## Problem to work on:
Report every line of the records that includes the word "warnings".

>>>>>

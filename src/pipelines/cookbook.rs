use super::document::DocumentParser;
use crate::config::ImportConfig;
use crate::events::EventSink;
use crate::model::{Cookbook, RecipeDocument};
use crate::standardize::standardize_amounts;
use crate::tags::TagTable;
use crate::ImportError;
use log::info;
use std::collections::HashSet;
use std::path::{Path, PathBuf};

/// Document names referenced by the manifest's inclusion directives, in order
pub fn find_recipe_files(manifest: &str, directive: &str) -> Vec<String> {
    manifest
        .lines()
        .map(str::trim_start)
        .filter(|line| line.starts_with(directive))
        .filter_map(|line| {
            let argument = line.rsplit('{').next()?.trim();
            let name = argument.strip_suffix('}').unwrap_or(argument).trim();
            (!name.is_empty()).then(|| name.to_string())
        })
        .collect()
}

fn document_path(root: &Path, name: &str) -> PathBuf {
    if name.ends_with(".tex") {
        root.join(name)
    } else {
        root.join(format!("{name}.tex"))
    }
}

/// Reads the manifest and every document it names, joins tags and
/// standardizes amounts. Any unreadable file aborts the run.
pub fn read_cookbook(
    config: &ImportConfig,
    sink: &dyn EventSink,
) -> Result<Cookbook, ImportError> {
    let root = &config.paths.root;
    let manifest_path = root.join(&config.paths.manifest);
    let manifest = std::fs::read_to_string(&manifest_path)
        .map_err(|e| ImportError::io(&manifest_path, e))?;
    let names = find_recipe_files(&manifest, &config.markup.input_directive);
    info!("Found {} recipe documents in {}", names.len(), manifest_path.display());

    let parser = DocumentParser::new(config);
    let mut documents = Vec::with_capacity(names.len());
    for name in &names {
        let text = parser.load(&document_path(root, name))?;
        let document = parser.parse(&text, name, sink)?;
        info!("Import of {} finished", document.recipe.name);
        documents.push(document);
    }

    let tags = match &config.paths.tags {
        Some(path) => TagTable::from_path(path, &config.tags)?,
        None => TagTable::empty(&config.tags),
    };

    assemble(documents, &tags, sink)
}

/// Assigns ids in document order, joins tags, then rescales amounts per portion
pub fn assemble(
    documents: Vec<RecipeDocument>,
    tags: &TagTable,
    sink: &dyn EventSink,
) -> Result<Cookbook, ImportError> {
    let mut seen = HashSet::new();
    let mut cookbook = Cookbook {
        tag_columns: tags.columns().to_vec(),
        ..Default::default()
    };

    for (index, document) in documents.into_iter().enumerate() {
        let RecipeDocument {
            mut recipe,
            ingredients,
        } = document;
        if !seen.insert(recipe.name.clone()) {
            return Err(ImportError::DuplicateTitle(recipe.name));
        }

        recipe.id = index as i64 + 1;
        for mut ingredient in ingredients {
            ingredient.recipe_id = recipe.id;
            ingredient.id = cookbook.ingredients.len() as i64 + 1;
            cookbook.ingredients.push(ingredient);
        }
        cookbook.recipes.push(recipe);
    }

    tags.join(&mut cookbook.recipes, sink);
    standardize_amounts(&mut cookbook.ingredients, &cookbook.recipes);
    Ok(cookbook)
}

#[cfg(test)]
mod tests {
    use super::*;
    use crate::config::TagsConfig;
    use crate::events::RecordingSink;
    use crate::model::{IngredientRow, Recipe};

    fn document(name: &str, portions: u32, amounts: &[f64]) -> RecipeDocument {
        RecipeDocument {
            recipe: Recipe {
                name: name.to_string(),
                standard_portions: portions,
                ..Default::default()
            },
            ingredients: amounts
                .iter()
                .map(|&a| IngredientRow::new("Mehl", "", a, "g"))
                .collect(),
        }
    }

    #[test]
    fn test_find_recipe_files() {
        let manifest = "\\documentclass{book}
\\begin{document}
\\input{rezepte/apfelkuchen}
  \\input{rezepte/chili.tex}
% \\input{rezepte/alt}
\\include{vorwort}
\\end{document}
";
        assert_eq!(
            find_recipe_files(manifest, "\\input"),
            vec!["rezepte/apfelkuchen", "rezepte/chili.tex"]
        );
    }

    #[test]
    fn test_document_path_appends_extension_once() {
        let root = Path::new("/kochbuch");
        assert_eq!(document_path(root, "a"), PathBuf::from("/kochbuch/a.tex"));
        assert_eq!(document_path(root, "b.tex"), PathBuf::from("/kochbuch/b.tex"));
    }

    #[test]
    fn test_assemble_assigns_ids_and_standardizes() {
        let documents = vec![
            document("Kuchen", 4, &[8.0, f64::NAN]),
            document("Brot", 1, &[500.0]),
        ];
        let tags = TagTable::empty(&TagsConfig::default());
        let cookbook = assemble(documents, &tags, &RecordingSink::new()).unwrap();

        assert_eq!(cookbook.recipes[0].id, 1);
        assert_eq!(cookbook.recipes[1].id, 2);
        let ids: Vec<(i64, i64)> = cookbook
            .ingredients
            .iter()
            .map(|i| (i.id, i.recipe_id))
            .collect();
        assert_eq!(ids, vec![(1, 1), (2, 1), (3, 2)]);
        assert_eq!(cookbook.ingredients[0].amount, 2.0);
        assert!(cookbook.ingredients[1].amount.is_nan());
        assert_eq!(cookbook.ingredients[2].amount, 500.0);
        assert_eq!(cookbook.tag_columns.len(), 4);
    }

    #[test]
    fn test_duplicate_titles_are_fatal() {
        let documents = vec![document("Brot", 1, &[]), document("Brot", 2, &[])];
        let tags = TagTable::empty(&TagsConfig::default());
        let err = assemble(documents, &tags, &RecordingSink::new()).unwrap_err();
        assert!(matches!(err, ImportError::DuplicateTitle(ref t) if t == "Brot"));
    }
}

<<<<<
>>>>>

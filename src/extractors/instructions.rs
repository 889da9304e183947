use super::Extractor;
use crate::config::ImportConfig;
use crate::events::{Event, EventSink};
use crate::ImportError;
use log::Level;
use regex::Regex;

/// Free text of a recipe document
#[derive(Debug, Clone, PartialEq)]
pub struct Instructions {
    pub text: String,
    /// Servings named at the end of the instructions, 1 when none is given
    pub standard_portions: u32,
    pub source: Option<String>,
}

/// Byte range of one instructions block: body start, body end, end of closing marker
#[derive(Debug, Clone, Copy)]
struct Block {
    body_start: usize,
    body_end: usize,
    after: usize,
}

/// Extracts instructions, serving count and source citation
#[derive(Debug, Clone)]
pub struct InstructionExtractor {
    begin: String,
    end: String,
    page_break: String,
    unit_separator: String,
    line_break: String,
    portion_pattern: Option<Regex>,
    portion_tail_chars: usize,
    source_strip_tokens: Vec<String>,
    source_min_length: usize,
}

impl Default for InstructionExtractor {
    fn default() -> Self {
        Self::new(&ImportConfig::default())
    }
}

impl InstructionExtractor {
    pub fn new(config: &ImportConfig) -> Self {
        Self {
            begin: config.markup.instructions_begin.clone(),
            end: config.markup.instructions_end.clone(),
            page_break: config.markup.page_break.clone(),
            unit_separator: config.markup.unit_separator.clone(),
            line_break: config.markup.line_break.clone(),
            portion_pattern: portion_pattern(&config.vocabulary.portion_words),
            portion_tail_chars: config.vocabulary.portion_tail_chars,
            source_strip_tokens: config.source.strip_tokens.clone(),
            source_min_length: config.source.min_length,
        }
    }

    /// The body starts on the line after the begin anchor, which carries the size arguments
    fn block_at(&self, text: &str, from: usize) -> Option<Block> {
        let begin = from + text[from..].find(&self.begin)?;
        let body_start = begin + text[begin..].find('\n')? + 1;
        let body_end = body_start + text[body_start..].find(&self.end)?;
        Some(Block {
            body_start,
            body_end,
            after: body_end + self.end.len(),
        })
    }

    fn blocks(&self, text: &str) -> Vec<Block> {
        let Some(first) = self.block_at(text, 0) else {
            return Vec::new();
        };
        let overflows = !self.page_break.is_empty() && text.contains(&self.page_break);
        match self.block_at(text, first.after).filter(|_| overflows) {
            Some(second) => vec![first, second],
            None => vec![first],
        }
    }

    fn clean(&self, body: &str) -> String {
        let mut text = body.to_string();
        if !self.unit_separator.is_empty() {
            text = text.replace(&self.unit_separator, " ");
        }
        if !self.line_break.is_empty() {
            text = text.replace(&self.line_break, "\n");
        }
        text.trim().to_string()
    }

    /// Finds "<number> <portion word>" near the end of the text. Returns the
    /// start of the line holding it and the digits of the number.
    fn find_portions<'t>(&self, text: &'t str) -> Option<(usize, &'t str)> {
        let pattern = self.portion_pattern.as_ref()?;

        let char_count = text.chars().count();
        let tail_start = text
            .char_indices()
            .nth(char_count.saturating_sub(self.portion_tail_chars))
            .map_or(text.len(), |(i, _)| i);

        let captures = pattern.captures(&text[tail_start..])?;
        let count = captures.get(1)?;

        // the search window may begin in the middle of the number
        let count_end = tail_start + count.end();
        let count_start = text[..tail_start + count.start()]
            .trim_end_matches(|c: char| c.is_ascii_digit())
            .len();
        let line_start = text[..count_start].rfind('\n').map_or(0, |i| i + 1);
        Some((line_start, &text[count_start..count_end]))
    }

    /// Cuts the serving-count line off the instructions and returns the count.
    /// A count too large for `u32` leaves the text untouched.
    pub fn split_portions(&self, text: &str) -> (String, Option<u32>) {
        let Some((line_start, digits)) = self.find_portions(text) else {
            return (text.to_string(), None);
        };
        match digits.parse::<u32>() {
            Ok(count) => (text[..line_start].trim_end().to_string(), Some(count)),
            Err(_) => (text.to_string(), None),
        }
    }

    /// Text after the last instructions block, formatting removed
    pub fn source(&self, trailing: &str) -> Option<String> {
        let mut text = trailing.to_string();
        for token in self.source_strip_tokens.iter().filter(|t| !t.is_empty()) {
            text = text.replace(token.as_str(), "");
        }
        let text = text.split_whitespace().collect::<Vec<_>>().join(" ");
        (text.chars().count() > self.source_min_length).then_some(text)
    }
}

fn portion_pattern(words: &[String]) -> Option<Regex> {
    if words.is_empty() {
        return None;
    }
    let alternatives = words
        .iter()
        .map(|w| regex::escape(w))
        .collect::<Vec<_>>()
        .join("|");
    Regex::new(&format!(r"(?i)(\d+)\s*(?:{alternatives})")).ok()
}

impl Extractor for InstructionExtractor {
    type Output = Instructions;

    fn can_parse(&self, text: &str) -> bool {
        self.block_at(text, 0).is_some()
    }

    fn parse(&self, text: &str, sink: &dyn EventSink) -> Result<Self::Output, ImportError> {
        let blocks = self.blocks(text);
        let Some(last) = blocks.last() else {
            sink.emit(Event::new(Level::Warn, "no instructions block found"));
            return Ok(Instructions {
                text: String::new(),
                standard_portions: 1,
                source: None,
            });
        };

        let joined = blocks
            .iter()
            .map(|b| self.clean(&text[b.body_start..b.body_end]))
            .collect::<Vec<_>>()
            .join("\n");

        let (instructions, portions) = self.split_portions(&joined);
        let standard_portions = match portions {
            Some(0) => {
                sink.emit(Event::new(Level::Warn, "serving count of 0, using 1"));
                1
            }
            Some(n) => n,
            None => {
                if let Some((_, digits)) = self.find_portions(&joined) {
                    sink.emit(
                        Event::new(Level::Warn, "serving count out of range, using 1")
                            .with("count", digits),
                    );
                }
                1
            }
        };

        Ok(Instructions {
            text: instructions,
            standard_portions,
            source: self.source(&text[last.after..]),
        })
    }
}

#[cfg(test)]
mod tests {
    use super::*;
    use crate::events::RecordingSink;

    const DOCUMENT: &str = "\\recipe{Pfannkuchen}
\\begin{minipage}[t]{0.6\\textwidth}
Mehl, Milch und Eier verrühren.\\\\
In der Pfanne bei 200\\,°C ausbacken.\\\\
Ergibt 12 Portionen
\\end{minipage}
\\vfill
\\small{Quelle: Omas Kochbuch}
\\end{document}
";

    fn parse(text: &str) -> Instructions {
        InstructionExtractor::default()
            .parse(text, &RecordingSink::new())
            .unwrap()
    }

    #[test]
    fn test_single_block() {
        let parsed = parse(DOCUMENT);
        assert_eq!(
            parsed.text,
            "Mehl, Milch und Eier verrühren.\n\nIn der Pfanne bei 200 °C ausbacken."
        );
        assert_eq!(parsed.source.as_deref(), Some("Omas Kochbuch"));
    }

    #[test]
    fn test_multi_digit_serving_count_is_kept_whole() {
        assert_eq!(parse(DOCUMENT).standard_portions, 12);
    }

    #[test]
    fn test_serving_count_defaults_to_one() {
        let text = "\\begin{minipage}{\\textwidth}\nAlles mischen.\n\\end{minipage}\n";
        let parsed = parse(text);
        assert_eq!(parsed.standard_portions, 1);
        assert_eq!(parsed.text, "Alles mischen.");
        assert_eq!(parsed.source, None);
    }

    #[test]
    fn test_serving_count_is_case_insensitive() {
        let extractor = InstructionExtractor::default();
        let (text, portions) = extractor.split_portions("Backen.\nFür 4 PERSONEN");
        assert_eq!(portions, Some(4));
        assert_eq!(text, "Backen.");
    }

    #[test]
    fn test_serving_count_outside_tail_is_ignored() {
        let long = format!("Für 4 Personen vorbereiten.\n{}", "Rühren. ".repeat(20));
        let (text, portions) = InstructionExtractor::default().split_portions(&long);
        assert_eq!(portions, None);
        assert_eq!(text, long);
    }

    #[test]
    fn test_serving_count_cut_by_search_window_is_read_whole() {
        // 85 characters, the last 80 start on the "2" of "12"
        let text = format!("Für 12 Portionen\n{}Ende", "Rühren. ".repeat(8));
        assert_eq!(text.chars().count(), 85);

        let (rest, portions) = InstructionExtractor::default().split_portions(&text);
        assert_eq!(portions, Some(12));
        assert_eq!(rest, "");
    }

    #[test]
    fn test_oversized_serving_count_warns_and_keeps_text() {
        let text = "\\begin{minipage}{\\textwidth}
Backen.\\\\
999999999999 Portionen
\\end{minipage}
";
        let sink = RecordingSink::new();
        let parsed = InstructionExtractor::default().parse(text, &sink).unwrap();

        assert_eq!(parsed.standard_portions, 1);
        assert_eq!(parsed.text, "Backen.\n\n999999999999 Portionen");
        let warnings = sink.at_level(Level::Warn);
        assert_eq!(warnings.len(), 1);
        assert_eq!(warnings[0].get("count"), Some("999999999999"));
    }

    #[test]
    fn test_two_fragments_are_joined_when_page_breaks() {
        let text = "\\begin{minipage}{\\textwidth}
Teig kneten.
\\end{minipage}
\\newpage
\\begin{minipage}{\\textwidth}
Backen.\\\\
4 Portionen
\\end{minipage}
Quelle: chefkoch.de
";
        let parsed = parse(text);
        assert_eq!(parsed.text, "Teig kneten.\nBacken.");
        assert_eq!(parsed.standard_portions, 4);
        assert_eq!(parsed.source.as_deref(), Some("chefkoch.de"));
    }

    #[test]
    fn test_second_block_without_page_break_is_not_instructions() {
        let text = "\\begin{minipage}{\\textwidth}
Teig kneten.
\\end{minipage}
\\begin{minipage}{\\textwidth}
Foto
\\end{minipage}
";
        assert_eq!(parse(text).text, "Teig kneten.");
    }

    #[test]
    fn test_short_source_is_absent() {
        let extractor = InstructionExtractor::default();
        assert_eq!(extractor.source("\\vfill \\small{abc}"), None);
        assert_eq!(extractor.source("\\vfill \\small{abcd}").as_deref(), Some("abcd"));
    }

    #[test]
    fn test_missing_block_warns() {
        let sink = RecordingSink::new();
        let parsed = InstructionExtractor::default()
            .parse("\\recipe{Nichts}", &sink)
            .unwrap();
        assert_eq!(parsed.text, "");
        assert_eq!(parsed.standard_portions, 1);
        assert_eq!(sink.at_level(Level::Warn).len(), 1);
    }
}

<<<<<

## Task output:
        let warnings = sink.at_level(Level::Warn);
        assert_eq!(warnings.len(), 1);
        assert_eq!(warnings[0].get("count"), Some("999999999999"));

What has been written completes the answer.